Stored records:

------------------------------------------------

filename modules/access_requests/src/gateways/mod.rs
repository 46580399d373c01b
pub mod local;
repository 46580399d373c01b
//! Database handle shared by the server and the access-requests module.
//!
//! Wraps one sqlx pool (PostgreSQL or SQLite, picked from the DSN scheme) and
//! exposes it both as raw sqlx and as a SeaORM `DatabaseConnection`.
//!
//! # Example
//! ```rust,no_run
//! #[tokio::main]
//! async fn main() -> db::Result<()> {
//!     use db::{ConnectOpts, DbHandle};
//!     use sea_orm::{ConnectionTrait, Statement, DatabaseBackend};
//!
//!     let db = DbHandle::connect("sqlite::memory:", ConnectOpts::default()).await?;
//!     db.sea()
//!         .execute(Statement::from_string(DatabaseBackend::Sqlite, "SELECT 1"))
//!         .await?;
//!     db.close().await;
//!     Ok(())
//! }
//! ```

use std::time::Duration;

#[cfg(feature = "pg")]
use sqlx::{postgres::PgPoolOptions, PgPool};
#[cfg(feature = "sqlite")]
use sqlx::{
    sqlite::{SqliteConnectOptions, SqliteJournalMode, SqlitePoolOptions, SqliteSynchronous},
    SqlitePool,
};

use sea_orm::DatabaseConnection;
#[cfg(feature = "pg")]
use sea_orm::SqlxPostgresConnector;
#[cfg(feature = "sqlite")]
use sea_orm::SqlxSqliteConnector;

use thiserror::Error;

/// Library-local result type.
pub type Result<T> = std::result::Result<T, DbError>;

/// Typed error for the DB handle.
#[derive(Debug, Error)]
pub enum DbError {
    #[error("Unknown DSN: {0}")]
    UnknownDsn(String),

    #[error("Feature not enabled: {0}")]
    FeatureDisabled(&'static str),

    #[error(transparent)]
    Sqlx(#[from] sqlx::Error),

    #[error(transparent)]
    Sea(#[from] sea_orm::DbErr),

    #[error(transparent)]
    Io(#[from] std::io::Error),
}

/// Supported engines.
#[derive(Clone, Copy, Debug, PartialEq, Eq)]
pub enum DbEngine {
    Postgres,
    Sqlite,
}

/// Pool options; each driver applies the subset it supports.
#[derive(Clone, Debug)]
pub struct ConnectOpts {
    /// Maximum number of connections in the pool.
    pub max_conns: Option<u32>,
    /// Timeout to acquire a connection from the pool.
    pub acquire_timeout: Option<Duration>,
    /// Idle timeout before a connection is closed.
    pub idle_timeout: Option<Duration>,
    /// SQLite busy timeout; bounds how long a writer waits for the write lock.
    pub sqlite_busy_timeout: Option<Duration>,
    /// For SQLite file DSNs, create parent directories if missing.
    pub create_sqlite_dirs: bool,
}

impl Default for ConnectOpts {
    fn default() -> Self {
        Self {
            max_conns: Some(10),
            acquire_timeout: Some(Duration::from_secs(30)),
            idle_timeout: None,
            sqlite_busy_timeout: Some(Duration::from_millis(5_000)),
            create_sqlite_dirs: true,
        }
    }
}

/// One concrete sqlx pool.
#[derive(Clone)]
enum DbPool {
    #[cfg(feature = "pg")]
    Postgres(PgPool),
    #[cfg(feature = "sqlite")]
    Sqlite(SqlitePool),
}

/// Main handle. Cheap to share behind an `Arc`.
pub struct DbHandle {
    engine: DbEngine,
    pool: DbPool,
    sea: DatabaseConnection,
}

impl DbHandle {
    /// Detect engine by DSN scheme.
    pub fn detect(dsn: &str) -> Result<DbEngine> {
        let s = dsn.trim_start();
        if s.starts_with("postgres://") || s.starts_with("postgresql://") {
            Ok(DbEngine::Postgres)
        } else if s.starts_with("sqlite:") {
            Ok(DbEngine::Sqlite)
        } else {
            Err(DbError::UnknownDsn(dsn.to_string()))
        }
    }

    /// Connect and build handle.
    pub async fn connect(dsn: &str, opts: ConnectOpts) -> Result<Self> {
        let engine = Self::detect(dsn)?;
        tracing::debug!(?engine, "opening database pool");
        match engine {
            #[cfg(feature = "pg")]
            DbEngine::Postgres => {
                let mut o = PgPoolOptions::new();
                if let Some(n) = opts.max_conns {
                    o = o.max_connections(n);
                }
                if let Some(t) = opts.acquire_timeout {
                    o = o.acquire_timeout(t);
                }
                o = o.idle_timeout(opts.idle_timeout);
                let pool = o.connect(dsn).await?;
                let sea = SqlxPostgresConnector::from_sqlx_postgres_pool(pool.clone());
                Ok(Self {
                    engine,
                    pool: DbPool::Postgres(pool),
                    sea,
                })
            }
            #[cfg(feature = "sqlite")]
            DbEngine::Sqlite => {
                let in_memory = is_sqlite_memory(dsn);
                if opts.create_sqlite_dirs && !in_memory {
                    prepare_sqlite_dirs(dsn)?;
                }

                let mut options: SqliteConnectOptions = dsn.parse()?;
                options = options.create_if_missing(true);
                if !in_memory {
                    options = options
                        .journal_mode(SqliteJournalMode::Wal)
                        .synchronous(SqliteSynchronous::Normal);
                }
                if let Some(busy) = opts.sqlite_busy_timeout {
                    options = options.busy_timeout(busy);
                }

                let mut o = SqlitePoolOptions::new();
                if in_memory {
                    // The database lives only as long as its connection: pin exactly one.
                    o = o
                        .max_connections(1)
                        .min_connections(1)
                        .idle_timeout(None)
                        .max_lifetime(None);
                } else {
                    if let Some(n) = opts.max_conns {
                        o = o.max_connections(n);
                    }
                    o = o.idle_timeout(opts.idle_timeout);
                }
                if let Some(t) = opts.acquire_timeout {
                    o = o.acquire_timeout(t);
                }

                let pool = o.connect_with(options).await?;
                let sea = SqlxSqliteConnector::from_sqlx_sqlite_pool(pool.clone());
                Ok(Self {
                    engine,
                    pool: DbPool::Sqlite(pool),
                    sea,
                })
            }
            #[cfg(not(feature = "pg"))]
            DbEngine::Postgres => Err(DbError::FeatureDisabled("PostgreSQL feature not enabled")),
            #[cfg(not(feature = "sqlite"))]
            DbEngine::Sqlite => Err(DbError::FeatureDisabled("SQLite feature not enabled")),
        }
    }

    /// Graceful pool close.
    pub async fn close(self) {
        match self.pool {
            #[cfg(feature = "pg")]
            DbPool::Postgres(p) => p.close().await,
            #[cfg(feature = "sqlite")]
            DbPool::Sqlite(p) => p.close().await,
        }
    }

    /// Get the backend.
    pub fn engine(&self) -> DbEngine {
        self.engine
    }

    /// Get SeaORM connection (clone; cheap handle).
    pub fn sea(&self) -> DatabaseConnection {
        self.sea.clone()
    }
}

// ===================== helpers =====================

#[cfg(feature = "sqlite")]
fn is_sqlite_memory(dsn: &str) -> bool {
    dsn.contains(":memory:") || dsn.contains("mode=memory")
}

/// Create the parent directory of a plain-path SQLite DSN.
#[cfg(feature = "sqlite")]
fn prepare_sqlite_dirs(dsn: &str) -> Result<()> {
    let raw = dsn
        .strip_prefix("sqlite://")
        .or_else(|| dsn.strip_prefix("sqlite:"))
        .unwrap_or(dsn);
    let path = raw.split_once('?').map(|(p, _)| p).unwrap_or(raw);
    if path.starts_with("file:") {
        return Ok(());
    }
    if let Some(parent) = std::path::Path::new(path).parent() {
        if !parent.as_os_str().is_empty() {
            std::fs::create_dir_all(parent)?;
        }
    }
    Ok(())
}

// ===================== tests =====================

#[cfg(test)]
mod tests {
    use super::*;

    #[tokio::test]
    async fn test_backend_detection() {
        assert_eq!(
            DbHandle::detect("sqlite://test.db").unwrap(),
            DbEngine::Sqlite
        );
        assert_eq!(
            DbHandle::detect("sqlite::memory:").unwrap(),
            DbEngine::Sqlite
        );
        assert_eq!(
            DbHandle::detect("postgres://localhost/test").unwrap(),
            DbEngine::Postgres
        );
        assert!(DbHandle::detect("mysql://localhost/test").is_err());
    }

    #[cfg(feature = "sqlite")]
    #[tokio::test]
    async fn test_sqlite_memory_connection() -> Result<()> {
        let db = DbHandle::connect("sqlite::memory:", ConnectOpts::default()).await?;
        assert_eq!(db.engine(), DbEngine::Sqlite);
        db.close().await;
        Ok(())
    }

    #[cfg(feature = "sqlite")]
    #[tokio::test]
    async fn test_sqlite_file_creates_parent_dirs() -> Result<()> {
        let tmp = tempfile::tempdir()?;
        let path = tmp.path().join("nested/dir/app.db");
        let dsn = format!("sqlite://{}", path.to_string_lossy().replace('\\', "/"));

        let db = DbHandle::connect(&dsn, ConnectOpts::default()).await?;
        assert!(path.parent().unwrap().exists());

        use sea_orm::{ConnectionTrait, DatabaseBackend, Statement};
        db.sea()
            .execute(Statement::from_string(
                DatabaseBackend::Sqlite,
                "CREATE TABLE probe (id INTEGER PRIMARY KEY)",
            ))
            .await?;
        db.close().await;
        assert!(path.exists());
        Ok(())
    }

    #[cfg(feature = "sqlite")]
    #[test]
    fn test_memory_dsn_detection() {
        assert!(is_sqlite_memory("sqlite::memory:"));
        assert!(is_sqlite_memory("sqlite:file:memdb1?mode=memory&cache=shared"));
        assert!(!is_sqlite_memory("sqlite://data/app.db"));
    }
}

------------------------------------------------

Copy out each line from the preceding entries that mentions the word "enabled".

ANSWER SPACE:
    #[error("Feature not enabled: {0}")]
            DbEngine::Postgres => Err(DbError::FeatureDisabled("PostgreSQL feature not enabled")),
            DbEngine::Sqlite => Err(DbError::FeatureDisabled("SQLite feature not enabled")),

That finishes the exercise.